A co-founder of the Black Lives Matter Global Network has denied “dangerous” claims made by popular televangelist and television host Pat Robertson, who alleged last week that the activist group is trying to destroy Christianity.
“In response to the outlandish comments made by televangelist Pat Robertson, we are here yet again being attacked for standing up against white supremacy,” Patrisse Cullors, the organization’s executive director, said in a statement Saturday.
“To insinuate that our movement is trying to destroy Christianity is disgraceful and outright offends our Christian siblings who are a part of our movement against racial injustice.”
The statement comes days after the 90-year-old Robertson said during last Thursday’s episode of “The 700 Club” on the Christian Broadcasting Network that Black Lives Matter was seeking to use the cause of racial justice to promote an anti-Christian, “anti-family, anti-capitalist, Marxist revolution.”
“Of course black lives matter, of course, we care about oppression against poor people. Everybody who’s got any sense, they do that. They don’t like police brutality or some of those things. But that legitimate thing has been hijacked by these radicals and they’re using that label to put forth an agenda. And people need to be aware of it,” Robertson stressed.

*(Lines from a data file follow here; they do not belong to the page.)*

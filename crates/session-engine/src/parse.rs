//! Parsing of the textual time and date formats found in the clinic's agenda.
//!
//! Times are `HH:MM` wall-clock values in clinic-local time. Dates are stored
//! as `DD/MM/YYYY`, but hand-edited rows also carry `YYYY-MM-DD`, `DD-MM-YYYY`
//! and `YYYY/MM/DD`, so all four are accepted on input.

use chrono::{Datelike, NaiveDate, NaiveTime, Timelike};

use crate::error::{Result, ScheduleError};

/// Accepted date layouts, tried in order.
const DATE_FORMATS: [&str; 4] = ["%d/%m/%Y", "%Y-%m-%d", "%d-%m-%Y", "%Y/%m/%d"];

/// Years must be written with four digits; chrono's `%Y` alone accepts `25`.
const YEAR_RANGE: std::ops::RangeInclusive<i32> = 1000..=9999;

/// Layout used when writing dates back to the agenda.
pub const SHEET_DATE_FORMAT: &str = "%d/%m/%Y";

/// Parse an `HH:MM` time of day.
///
/// Single-digit hours (`9:05`) and a trailing seconds field (`09:05:30`) are
/// tolerated. Seconds are discarded: all times have minute precision.
///
/// # Errors
/// Returns `ScheduleError::UnparseableTime` for empty or malformed input.
pub fn parse_time(s: &str) -> Result<NaiveTime> {
    let trimmed = s.trim();
    if trimmed.is_empty() {
        return Err(ScheduleError::UnparseableTime(s.to_string()));
    }

    let parsed = NaiveTime::parse_from_str(trimmed, "%H:%M")
        .or_else(|_| NaiveTime::parse_from_str(trimmed, "%H:%M:%S"))
        .map_err(|_| ScheduleError::UnparseableTime(s.to_string()))?;

    NaiveTime::from_hms_opt(parsed.hour(), parsed.minute(), 0)
        .ok_or_else(|| ScheduleError::UnparseableTime(s.to_string()))
}

/// Parse a calendar date in any of the accepted layouts.
///
/// # Errors
/// Returns `ScheduleError::UnparseableDate` when no layout matches or the
/// year is not a four-digit year (`14/01/25` is rejected, not read as 0025).
pub fn parse_date(s: &str) -> Result<NaiveDate> {
    let trimmed = s.trim();
    DATE_FORMATS
        .iter()
        .filter_map(|fmt| NaiveDate::parse_from_str(trimmed, fmt).ok())
        .find(|d| YEAR_RANGE.contains(&d.year()))
        .ok_or_else(|| ScheduleError::UnparseableDate(s.to_string()))
}

/// Format a date as `DD/MM/YYYY`.
pub fn format_date(date: NaiveDate) -> String {
    date.format(SHEET_DATE_FORMAT).to_string()
}

/// Format a time as `HH:MM`.
pub fn format_time(time: NaiveTime) -> String {
    time.format("%H:%M").to_string()
}
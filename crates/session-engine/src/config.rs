//! Resolver configuration, loadable from TOML.
//!
//! ```toml
//! # resolver.toml
//! max_occurrences = 260
//! ```

use serde::{Deserialize, Serialize};
use std::fs;
use std::path::Path;

use crate::error::{Result, ScheduleError};

/// Ten years of a weekly session.
pub const DEFAULT_MAX_OCCURRENCES: usize = 520;

/// Tunables for the booking resolver.
#[derive(Debug, Clone, PartialEq, Eq, Serialize, Deserialize)]
pub struct ResolverConfig {
    /// Upper bound on `repeat_weeks * |weekdays|` for one recurring request.
    #[serde(default = "default_max_occurrences")]
    pub max_occurrences: usize,
}

fn default_max_occurrences() -> usize {
    DEFAULT_MAX_OCCURRENCES
}

impl Default for ResolverConfig {
    fn default() -> Self {
        Self {
            max_occurrences: default_max_occurrences(),
        }
    }
}

impl ResolverConfig {
    /// Parse configuration from TOML text. Missing keys take their defaults.
    ///
    /// # Errors
    /// Returns `ScheduleError::Config` on malformed TOML or a zero limit.
    pub fn from_toml_str(s: &str) -> Result<Self> {
        let config: ResolverConfig = toml::from_str(s)
            .map_err(|e| ScheduleError::Config(format!("Failed to parse config: {}", e)))?;
        config.validate()?;
        Ok(config)
    }

    /// Load configuration from a TOML file.
    ///
    /// # Errors
    /// Returns `ScheduleError::Config` if the file cannot be read or parsed.
    pub fn load<P: AsRef<Path>>(path: P) -> Result<Self> {
        let content = fs::read_to_string(path.as_ref()).map_err(|e| {
            ScheduleError::Config(format!(
                "Failed to read config file {}: {}",
                path.as_ref().display(),
                e
            ))
        })?;
        Self::from_toml_str(&content)
    }

    fn validate(&self) -> Result<()> {
        if self.max_occurrences == 0 {
            return Err(ScheduleError::Config(
                "max_occurrences must be at least 1".to_string(),
            ));
        }
        Ok(())
    }
}

#[cfg(test)]
mod tests {
    use super::*;
    use std::io::Write;

    #[test]
    fn empty_toml_uses_defaults() {
        let config = ResolverConfig::from_toml_str("").unwrap();
        assert_eq!(config, ResolverConfig::default());
        assert_eq!(config.max_occurrences, 520);
    }

    #[test]
    fn explicit_limit_is_read() {
        let config = ResolverConfig::from_toml_str("max_occurrences = 12").unwrap();
        assert_eq!(config.max_occurrences, 12);
    }

    #[test]
    fn zero_limit_rejected() {
        let err = ResolverConfig::from_toml_str("max_occurrences = 0").unwrap_err();
        assert!(matches!(err, ScheduleError::Config(_)));
    }

    #[test]
    fn malformed_toml_rejected() {
        let err = ResolverConfig::from_toml_str("max_occurrences = \"lots\"").unwrap_err();
        assert!(matches!(err, ScheduleError::Config(_)));
    }

    #[test]
    fn load_from_file() {
        let mut file = tempfile::NamedTempFile::new().unwrap();
        writeln!(file, "max_occurrences = 40").unwrap();
        let config = ResolverConfig::load(file.path()).unwrap();
        assert_eq!(config.max_occurrences, 40);
    }

    #[test]
    fn load_missing_file_is_config_error() {
        let err = ResolverConfig::load("/nonexistent/resolver.toml").unwrap_err();
        assert!(matches!(err, ScheduleError::Config(_)));
    }
}
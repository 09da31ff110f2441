//! # session-engine
//!
//! Recurring session scheduling with per-patient conflict detection.
//!
//! The engine decides, for a proposed session or a weekly series of sessions,
//! which slots are free and which collide with a patient's existing bookings.
//! It performs no I/O: callers load the existing agenda, run the resolver on
//! that snapshot, and persist what was accepted.
//!
//! ## Modules
//!
//! - [`booking`] — Booking model, statuses, and tolerant time values
//! - [`conflict`] — Overlap rule and single-booking conflict check
//! - [`recurrence`] — Weekly series generation split into accepted/skipped
//! - [`parse`] — `HH:MM` and `DD/MM/YYYY` parsing
//! - [`row`] — Conversion to and from rows of the sessions sheet
//! - [`ids`] — Session id assignment for persisted bookings
//! - [`config`] — Resolver limits, loadable from TOML
//! - [`error`] — Error types

pub mod booking;
pub mod config;
pub mod conflict;
pub mod error;
pub mod ids;
pub mod parse;
pub mod recurrence;
pub mod row;

pub use booking::{BookingInterval, BookingStatus, ClockTime, SessionDetails};
pub use config::ResolverConfig;
pub use conflict::{check_single, intervals_overlap, ConflictResult};
pub use error::ScheduleError;
pub use recurrence::{
    generate_recurring, generate_recurring_with_config, weekday_from_index, RecurrenceRequest,
    RecurrenceResult, SkippedSlot,
};
pub use row::{load_bookings, SessionRow};
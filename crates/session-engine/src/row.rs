//! Conversion between bookings and rows of the clinic's sessions sheet.
//!
//! The sheet is edited by hand, so every cell is text and any of them may be
//! malformed. Rows are converted one at a time and failures are reported per
//! row instead of aborting the whole load.

use serde::{Deserialize, Serialize};

use crate::booking::{BookingInterval, BookingStatus, ClockTime, SessionDetails};
use crate::error::{Result, ScheduleError};
use crate::parse;

/// One row of the sessions sheet, keyed by the sheet's column headers.
#[derive(Debug, Clone, Default, PartialEq, Eq, Serialize, Deserialize)]
#[serde(default)]
pub struct SessionRow {
    #[serde(rename = "SessaoID")]
    pub session_id: String,
    #[serde(rename = "PacienteID")]
    pub patient_id: String,
    #[serde(rename = "Data")]
    pub date: String,
    #[serde(rename = "HoraInicio")]
    pub start: String,
    #[serde(rename = "HoraFim")]
    pub end: String,
    #[serde(rename = "Profissional")]
    pub professional: String,
    #[serde(rename = "Status")]
    pub status: String,
    #[serde(rename = "Tipo")]
    pub kind: String,
    #[serde(rename = "ObjetivosTrabalhados")]
    pub goals: String,
    #[serde(rename = "Observacoes")]
    pub notes: String,
    #[serde(rename = "AnexosURL")]
    pub attachments_url: String,
}

/// A row that could not be turned into a booking.
#[derive(Debug, Clone, PartialEq, Eq)]
pub struct RowError {
    /// Zero-based position of the row in the input.
    pub index: usize,
    pub error: ScheduleError,
}

impl SessionRow {
    /// Convert the row into a booking.
    ///
    /// Times are parsed leniently: an unparseable start or end stays visible as
    /// [`ClockTime::Unparseable`]. An empty end cell makes a point booking.
    ///
    /// # Errors
    /// Returns `ScheduleError::UnparseableDate` if the date cell is malformed.
    /// Returns `ScheduleError::InvalidInterval` if both times parse and the end
    /// is not after the start.
    pub fn into_booking(self) -> Result<BookingInterval> {
        let date = parse::parse_date(&self.date)?;
        let end = if self.end.trim().is_empty() {
            None
        } else {
            Some(ClockTime::parse(&self.end))
        };
        let id = match self.session_id.trim() {
            "" => None,
            id => Some(id.to_string()),
        };

        let booking = BookingInterval {
            id,
            subject_key: self.patient_id.trim().to_string(),
            date,
            start: ClockTime::parse(&self.start),
            end,
            status: BookingStatus::from_label(&self.status),
            details: SessionDetails {
                professional: self.professional,
                kind: self.kind,
                goals: self.goals,
                notes: self.notes,
                attachments_url: self.attachments_url,
            },
        };
        booking.validate()?;
        Ok(booking)
    }

    /// Render a booking in the sheet's layout.
    pub fn from_booking(booking: &BookingInterval) -> Self {
        Self {
            session_id: booking.id.clone().unwrap_or_default(),
            patient_id: booking.subject_key.clone(),
            date: parse::format_date(booking.date),
            start: booking.start.clone().into(),
            end: booking.end.clone().map(String::from).unwrap_or_default(),
            professional: booking.details.professional.clone(),
            status: booking.status.sheet_label().to_string(),
            kind: booking.details.kind.clone(),
            goals: booking.details.goals.clone(),
            notes: booking.details.notes.clone(),
            attachments_url: booking.details.attachments_url.clone(),
        }
    }
}

/// Convert a whole sheet export, collecting bad rows separately.
pub fn load_bookings(rows: Vec<SessionRow>) -> (Vec<BookingInterval>, Vec<RowError>) {
    let mut bookings = Vec::with_capacity(rows.len());
    let mut errors = Vec::new();

    for (index, row) in rows.into_iter().enumerate() {
        match row.into_booking() {
            Ok(b) => bookings.push(b),
            Err(error) => {
                log::warn!("skipping session row {}: {}", index, error);
                errors.push(RowError { index, error });
            }
        }
    }

    (bookings, errors)
}
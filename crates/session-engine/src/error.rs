//! Error types for session-engine operations.

use chrono::NaiveTime;
use thiserror::Error;

/// Structural input errors. Conflicts are never reported through this type:
/// they are ordinary data in [`crate::ConflictResult`] and
/// [`crate::RecurrenceResult`].
#[derive(Error, Debug, Clone, PartialEq, Eq)]
pub enum ScheduleError {
    #[error("Invalid interval: end {end} is not after start {start}")]
    InvalidInterval { start: NaiveTime, end: NaiveTime },

    #[error("Recurrence needs at least one weekday")]
    EmptyWeekdaySet,

    #[error("Recurrence needs a repeat count of at least one week")]
    NonPositiveRepeatCount,

    #[error("Invalid weekday index {0} (expected 0-6, Monday = 0)")]
    InvalidWeekday(u8),

    #[error("Requested {requested} occurrences, limit is {limit}")]
    LimitExceeded { requested: usize, limit: usize },

    #[error("Date out of range: {0}")]
    DateOutOfRange(String),

    #[error("Unparseable time: '{0}'")]
    UnparseableTime(String),

    #[error("Unparseable date: '{0}'")]
    UnparseableDate(String),

    #[error("Configuration error: {0}")]
    Config(String),
}

pub type Result<T> = std::result::Result<T, ScheduleError>;
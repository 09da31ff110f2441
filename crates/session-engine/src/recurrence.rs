//! Recurring series generation -- turns a weekly pattern into concrete bookings,
//! splitting them into accepted and skipped slots.
//!
//! Generation is aligned to calendar weeks: the series starts at the Monday of
//! the week containing `start_date`, then walks `repeat_weeks` weeks, emitting
//! one candidate per requested weekday. Each candidate is checked against the
//! existing bookings plus everything already accepted in the same run.

use chrono::{Datelike, Duration, NaiveDate, NaiveTime, Weekday};
use serde::{Deserialize, Serialize};

use crate::booking::{validate_times, BookingInterval, BookingStatus, ClockTime, SessionDetails};
use crate::config::ResolverConfig;
use crate::conflict::check_against;
use crate::error::{Result, ScheduleError};

/// A weekly pattern to expand into bookings. Nothing is persisted.
#[derive(Debug, Clone, PartialEq, Eq, Serialize, Deserialize)]
pub struct RecurrenceRequest {
    pub subject_key: String,
    /// Any date inside the first week of the series.
    pub start_date: NaiveDate,
    /// Weekdays to book each week. Order and duplicates do not matter.
    pub weekdays: Vec<Weekday>,
    pub start: NaiveTime,
    #[serde(default)]
    pub end: Option<NaiveTime>,
    /// Number of weeks to generate, at least 1.
    pub repeat_weeks: u32,
    /// Status copied onto every generated booking.
    #[serde(default)]
    pub status: BookingStatus,
    /// Annotations copied onto every generated booking.
    #[serde(default)]
    pub details: SessionDetails,
}

impl RecurrenceRequest {
    pub fn new(
        subject_key: impl Into<String>,
        start_date: NaiveDate,
        weekdays: Vec<Weekday>,
        start: NaiveTime,
        end: Option<NaiveTime>,
        repeat_weeks: u32,
    ) -> Self {
        Self {
            subject_key: subject_key.into(),
            start_date,
            weekdays,
            start,
            end,
            repeat_weeks,
            status: BookingStatus::Scheduled,
            details: SessionDetails::default(),
        }
    }

    pub fn with_status(mut self, status: BookingStatus) -> Self {
        self.status = status;
        self
    }

    pub fn with_details(mut self, details: SessionDetails) -> Self {
        self.details = details;
        self
    }

    /// Requested weekdays, deduplicated, Monday first.
    pub fn sorted_weekdays(&self) -> Vec<Weekday> {
        let mut days = self.weekdays.clone();
        days.sort_by_key(|d| d.num_days_from_monday());
        days.dedup();
        days
    }

    /// Number of candidates this request generates.
    pub fn occurrence_count(&self) -> usize {
        (self.repeat_weeks as usize).saturating_mul(self.sorted_weekdays().len())
    }

    fn candidate(&self, date: NaiveDate) -> BookingInterval {
        BookingInterval {
            id: None,
            subject_key: self.subject_key.clone(),
            date,
            start: ClockTime::At(self.start),
            end: self.end.map(ClockTime::At),
            status: self.status,
            details: self.details.clone(),
        }
    }
}

/// A generated slot that could not be booked.
#[derive(Debug, Clone, PartialEq, Eq, Serialize, Deserialize)]
pub struct SkippedSlot {
    pub date: NaiveDate,
    /// The bookings that occupy the slot.
    pub conflicts: Vec<BookingInterval>,
}

/// Partitioned outcome of a recurring request.
#[derive(Debug, Clone, Default, PartialEq, Eq, Serialize, Deserialize)]
pub struct RecurrenceResult {
    /// Bookings free to persist, in generation order.
    pub accepted: Vec<BookingInterval>,
    /// Slots dropped because of conflicts, in generation order.
    pub skipped: Vec<SkippedSlot>,
}

impl RecurrenceResult {
    pub fn total(&self) -> usize {
        self.accepted.len() + self.skipped.len()
    }

    /// Human-readable outcome, e.g. "12 of 14 sessions booked, 2 skipped".
    pub fn summary(&self) -> String {
        format!(
            "{} of {} sessions booked, {} skipped",
            self.accepted.len(),
            self.total(),
            self.skipped.len()
        )
    }
}

/// Map a weekday index (0-6, Monday = 0) to a `Weekday`.
///
/// # Errors
/// Returns `ScheduleError::InvalidWeekday` for indices above 6.
pub fn weekday_from_index(index: u8) -> Result<Weekday> {
    match index {
        0 => Ok(Weekday::Mon),
        1 => Ok(Weekday::Tue),
        2 => Ok(Weekday::Wed),
        3 => Ok(Weekday::Thu),
        4 => Ok(Weekday::Fri),
        5 => Ok(Weekday::Sat),
        6 => Ok(Weekday::Sun),
        other => Err(ScheduleError::InvalidWeekday(other)),
    }
}

/// The Monday that begins the calendar week containing `date`.
pub fn week_anchor(date: NaiveDate) -> Result<NaiveDate> {
    let back = Duration::days(date.weekday().num_days_from_monday() as i64);
    date.checked_sub_signed(back)
        .ok_or_else(|| ScheduleError::DateOutOfRange(date.to_string()))
}

/// Lazily produce the candidate dates: week by week, weekdays ascending.
///
/// `weekdays` must already be sorted and deduplicated.
fn candidate_dates(
    anchor: NaiveDate,
    weekdays: Vec<Weekday>,
    repeat_weeks: u32,
) -> impl Iterator<Item = NaiveDate> {
    (0..repeat_weeks as i64).flat_map(move |week| {
        weekdays
            .clone()
            .into_iter()
            .map(move |wd| anchor + Duration::days(7 * week + wd.num_days_from_monday() as i64))
    })
}

/// Expand a recurring request against existing bookings using the default
/// [`ResolverConfig`].
///
/// See [`generate_recurring_with_config`].
pub fn generate_recurring(
    existing: &[BookingInterval],
    request: &RecurrenceRequest,
) -> Result<RecurrenceResult> {
    generate_recurring_with_config(existing, request, &ResolverConfig::default())
}

/// Expand a recurring request against existing bookings.
///
/// Every candidate lands in exactly one of `accepted` or `skipped`, so
/// `accepted.len() + skipped.len() == repeat_weeks * |weekdays|`. Accepted
/// bookings never overlap each other or any non-cancelled existing booking.
/// Candidates falling before `start_date` inside the first week are kept.
///
/// # Arguments
/// - `existing` -- snapshot of stored bookings; not mutated
/// - `request` -- the weekly pattern
/// - `config` -- series size limit
///
/// # Errors
/// Returns `ScheduleError::EmptyWeekdaySet` if no weekday is requested.
/// Returns `ScheduleError::NonPositiveRepeatCount` if `repeat_weeks` is 0.
/// Returns `ScheduleError::InvalidInterval` if `end` is not after `start`.
/// Returns `ScheduleError::LimitExceeded` if the series exceeds `config.max_occurrences`.
/// Returns `ScheduleError::DateOutOfRange` if the series runs past chrono's date range.
pub fn generate_recurring_with_config(
    existing: &[BookingInterval],
    request: &RecurrenceRequest,
    config: &ResolverConfig,
) -> Result<RecurrenceResult> {
    // Validate inputs before generating anything.
    let weekdays = request.sorted_weekdays();
    if weekdays.is_empty() {
        return Err(ScheduleError::EmptyWeekdaySet);
    }
    if request.repeat_weeks == 0 {
        return Err(ScheduleError::NonPositiveRepeatCount);
    }
    validate_times(request.start, request.end)?;

    let requested = request.occurrence_count();
    if requested > config.max_occurrences {
        return Err(ScheduleError::LimitExceeded {
            requested,
            limit: config.max_occurrences,
        });
    }

    let anchor = week_anchor(request.start_date)?;
    // The last candidate must be representable before the iterator adds days.
    let last_weekday = weekdays
        .last()
        .map(|wd| wd.num_days_from_monday() as i64)
        .unwrap_or(0);
    let last_offset = 7 * (request.repeat_weeks as i64 - 1) + last_weekday;
    anchor
        .checked_add_signed(Duration::days(last_offset))
        .ok_or_else(|| ScheduleError::DateOutOfRange(request.start_date.to_string()))?;

    let result = candidate_dates(anchor, weekdays, request.repeat_weeks)
        .map(|date| request.candidate(date))
        .fold(RecurrenceResult::default(), |mut acc, candidate| {
            let check = check_against(existing.iter().chain(acc.accepted.iter()), &candidate);
            if check.ok {
                log::debug!("{}: {} free", candidate.subject_key, candidate.date);
                acc.accepted.push(candidate);
            } else {
                log::debug!(
                    "{}: {} skipped, {} conflict(s)",
                    candidate.subject_key,
                    candidate.date,
                    check.conflicts.len()
                );
                acc.skipped.push(SkippedSlot {
                    date: candidate.date,
                    conflicts: check.conflicts,
                });
            }
            acc
        });

    log::info!("{}: {}", request.subject_key, result.summary());
    Ok(result)
}

#[cfg(test)]
mod tests {
    use super::*;

    fn d(y: i32, m: u32, day: u32) -> NaiveDate {
        NaiveDate::from_ymd_opt(y, m, day).unwrap()
    }

    #[test]
    fn anchor_of_monday_is_itself() {
        assert_eq!(week_anchor(d(2025, 1, 6)).unwrap(), d(2025, 1, 6));
    }

    #[test]
    fn anchor_of_sunday_is_previous_monday() {
        assert_eq!(week_anchor(d(2025, 1, 12)).unwrap(), d(2025, 1, 6));
    }

    #[test]
    fn anchor_crosses_year_boundary() {
        // 2025-01-01 is a Wednesday.
        assert_eq!(week_anchor(d(2025, 1, 1)).unwrap(), d(2024, 12, 30));
    }

    #[test]
    fn candidates_walk_weeks_then_weekdays() {
        let dates: Vec<NaiveDate> =
            candidate_dates(d(2025, 1, 6), vec![Weekday::Tue, Weekday::Thu], 2).collect();
        assert_eq!(
            dates,
            vec![d(2025, 1, 7), d(2025, 1, 9), d(2025, 1, 14), d(2025, 1, 16)]
        );
    }

    #[test]
    fn weekdays_are_sorted_and_deduplicated() {
        let req = RecurrenceRequest::new(
            "P1",
            d(2025, 1, 6),
            vec![Weekday::Fri, Weekday::Mon, Weekday::Fri],
            NaiveTime::from_hms_opt(9, 0, 0).unwrap(),
            None,
            3,
        );
        assert_eq!(req.sorted_weekdays(), vec![Weekday::Mon, Weekday::Fri]);
        assert_eq!(req.occurrence_count(), 6);
    }
}
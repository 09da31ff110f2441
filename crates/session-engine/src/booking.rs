//! Booking model: one scheduled occupancy of a subject's agenda.

use chrono::{NaiveDate, NaiveTime};
use serde::{Deserialize, Serialize};

use crate::error::{Result, ScheduleError};
use crate::parse;

/// A wall-clock time as read from storage.
///
/// Times that fail to parse keep their raw text so that the resolver's
/// fail-open behaviour on malformed data is an explicit state rather than an
/// accidental midnight.
#[derive(Debug, Clone, PartialEq, Eq, Serialize, Deserialize)]
#[serde(from = "String", into = "String")]
pub enum ClockTime {
    At(NaiveTime),
    Unparseable(String),
}

impl ClockTime {
    /// Parse `HH:MM` text. Never fails: bad input becomes `Unparseable`.
    pub fn parse(s: &str) -> Self {
        match parse::parse_time(s) {
            Ok(t) => ClockTime::At(t),
            Err(_) => ClockTime::Unparseable(s.to_string()),
        }
    }

    /// The usable time, if any.
    pub fn time(&self) -> Option<NaiveTime> {
        match self {
            ClockTime::At(t) => Some(*t),
            ClockTime::Unparseable(_) => None,
        }
    }
}

impl From<NaiveTime> for ClockTime {
    fn from(t: NaiveTime) -> Self {
        ClockTime::At(t)
    }
}

impl From<String> for ClockTime {
    fn from(s: String) -> Self {
        ClockTime::parse(&s)
    }
}

impl From<ClockTime> for String {
    fn from(c: ClockTime) -> Self {
        match c {
            ClockTime::At(t) => parse::format_time(t),
            ClockTime::Unparseable(raw) => raw,
        }
    }
}

/// Lifecycle status of a session.
///
/// Only `Cancelled` matters to conflict detection; every other status occupies
/// the slot.
#[derive(Debug, Clone, Copy, PartialEq, Eq, Hash, Default, Serialize, Deserialize)]
#[serde(from = "String", into = "String")]
pub enum BookingStatus {
    #[default]
    Scheduled,
    Confirmed,
    Completed,
    NoShow,
    Cancelled,
}

impl BookingStatus {
    /// Parse a status label, case-insensitively.
    ///
    /// Accepts the English names and the labels written by the clinic's agenda
    /// (`Agendada`, `Confirmada`, `Realizada`, `Falta`, `Cancelada`). Unknown
    /// labels map to `Scheduled` so that they keep blocking the slot.
    pub fn from_label(label: &str) -> Self {
        match label.trim().to_lowercase().as_str() {
            "cancelled" | "canceled" | "cancelada" | "cancelado" => BookingStatus::Cancelled,
            "confirmed" | "confirmada" => BookingStatus::Confirmed,
            "completed" | "realizada" => BookingStatus::Completed,
            "no_show" | "noshow" | "no-show" | "falta" => BookingStatus::NoShow,
            "scheduled" | "agendada" | "" => BookingStatus::Scheduled,
            other => {
                log::debug!("unknown booking status '{}', treating as scheduled", other);
                BookingStatus::Scheduled
            }
        }
    }

    /// Stable identifier used in JSON output.
    pub fn as_str(&self) -> &'static str {
        match self {
            BookingStatus::Scheduled => "scheduled",
            BookingStatus::Confirmed => "confirmed",
            BookingStatus::Completed => "completed",
            BookingStatus::NoShow => "no_show",
            BookingStatus::Cancelled => "cancelled",
        }
    }

    /// Label written to the agenda's status column.
    pub fn sheet_label(&self) -> &'static str {
        match self {
            BookingStatus::Scheduled => "Agendada",
            BookingStatus::Confirmed => "Confirmada",
            BookingStatus::Completed => "Realizada",
            BookingStatus::NoShow => "Falta",
            BookingStatus::Cancelled => "Cancelada",
        }
    }

    pub fn is_cancelled(&self) -> bool {
        matches!(self, BookingStatus::Cancelled)
    }
}

impl From<String> for BookingStatus {
    fn from(s: String) -> Self {
        BookingStatus::from_label(&s)
    }
}

impl From<BookingStatus> for String {
    fn from(s: BookingStatus) -> Self {
        s.as_str().to_string()
    }
}

/// Free-text annotations carried along with a session.
///
/// Copied verbatim onto generated bookings; never consulted by conflict logic.
#[derive(Debug, Clone, Default, PartialEq, Eq, Serialize, Deserialize)]
#[serde(default)]
pub struct SessionDetails {
    pub professional: String,
    /// Session kind, e.g. therapy, evaluation, follow-up.
    pub kind: String,
    pub goals: String,
    pub notes: String,
    pub attachments_url: String,
}

/// One scheduled occupancy of a subject's agenda on a given date.
#[derive(Debug, Clone, PartialEq, Eq, Serialize, Deserialize)]
pub struct BookingInterval {
    /// Storage identifier. `None` until the booking is persisted.
    #[serde(default, skip_serializing_if = "Option::is_none")]
    pub id: Option<String>,
    /// The entity scheduled against (e.g. a patient id). Conflicts are only
    /// evaluated between bookings sharing this key.
    pub subject_key: String,
    pub date: NaiveDate,
    pub start: ClockTime,
    /// Absent for a point booking.
    #[serde(default, skip_serializing_if = "Option::is_none")]
    pub end: Option<ClockTime>,
    #[serde(default)]
    pub status: BookingStatus,
    #[serde(default)]
    pub details: SessionDetails,
}

impl BookingInterval {
    /// Build a validated booking with `Scheduled` status and no annotations.
    ///
    /// # Errors
    /// Returns `ScheduleError::InvalidInterval` if `end` is present and not
    /// strictly after `start`.
    pub fn new(
        subject_key: impl Into<String>,
        date: NaiveDate,
        start: NaiveTime,
        end: Option<NaiveTime>,
    ) -> Result<Self> {
        validate_times(start, end)?;
        Ok(Self {
            id: None,
            subject_key: subject_key.into(),
            date,
            start: ClockTime::At(start),
            end: end.map(ClockTime::At),
            status: BookingStatus::Scheduled,
            details: SessionDetails::default(),
        })
    }

    pub fn with_status(mut self, status: BookingStatus) -> Self {
        self.status = status;
        self
    }

    pub fn with_details(mut self, details: SessionDetails) -> Self {
        self.details = details;
        self
    }

    pub fn with_id(mut self, id: impl Into<String>) -> Self {
        self.id = Some(id.into());
        self
    }

    pub fn start_time(&self) -> Option<NaiveTime> {
        self.start.time()
    }

    /// The usable end time. An unparseable end counts as absent.
    pub fn end_time(&self) -> Option<NaiveTime> {
        self.end.as_ref().and_then(ClockTime::time)
    }

    /// True when the booking has no usable end time.
    pub fn is_point(&self) -> bool {
        self.end_time().is_none()
    }

    /// Check the interval invariant on a booking built from raw fields.
    ///
    /// Bookings whose start is unparseable pass: there is nothing to compare.
    pub fn validate(&self) -> Result<()> {
        match self.start_time() {
            Some(start) => validate_times(start, self.end_time()),
            None => Ok(()),
        }
    }
}

/// Reject an interval whose end is not strictly after its start.
pub fn validate_times(start: NaiveTime, end: Option<NaiveTime>) -> Result<()> {
    match end {
        Some(end) if end <= start => Err(ScheduleError::InvalidInterval { start, end }),
        _ => Ok(()),
    }
}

“They’re talking about Marxist communism. They’re talking about destroying the nuclear family. They’re talking about destroying essentially Christianity as being racist. And all the way through, they want to upend the capitalist structure and destroy America.”
“Of course we want to stand with oppressed people against police brutality,” Robertson continued. “Of course we do. But we don’t want to go along with a lesbian, anti-family, anti-capitalist Marxist revolution. We don’t want that for America.”
Cullors, an organizer and educator who co-founded the organization in 2013 with Alicia Garza and Opal Tometi, contends that the statements made by Robertson “are completely inflammatory and dangerous.”
Like Robertson, many conservative Christians have endorsed the idea that “black lives matter” and they agree with the push for racial justice.
However, some vehemently disagree with including an LGBTQ agenda in with the push for racial justice as it goes against traditional Christian values.
Others have voiced concern about the co-founder’s past admittance that she and another co-founder are “trained Marxists." Some have even accused Cullors and other Black Lives Matter leaders of "summoning dead spirits" and practicing "witchcraft."
Southern Evangelical Seminary in North Carolina warned Christians “to avoid even the appearance of evil” and find “other ways to express their justifiable outrage at racial injustice” rather than supporting Black Lives Matter. In a statement in August, the institution called many of the Black Lives Matter political positions “explicitly anti-Christian.”
In her statement, Cullors, who identifies as queer, acknowledges that while the organization’s vision, which includes support for the LGBTQ community, may not be shared by everyone, it should not be interpreted as “destroying a religion.”
“Black Lives Matter Global Network Foundation recognizes that our vision may not be agreed upon by everyone. But to blatantly disregard our work and equate it to destroying religion is reckless.”
Cullors said she hopes that Robertson will address his remarks “and the countless lives his statements have offended.”
“We want it to be very clear that the Black Lives Matter Global Network Foundation intentions are continuing to disrupt those individuals that have consistently attacked our character, progress, and path forward,” she continued.
Cullors contends that Black Lives Matter seeks to “connect Black people from all over the world who have a shared desire for justice to act together in their respective communities.”
She said Black Lives Matter also seeks to eliminate the “constant betrayal of our poor and oppressed communities” and “foster a united country that works for everyone despite their actual or perceived sexual identity, gender identity, gender expression, economic status, disability, immigration status, or intergenerational way of life.”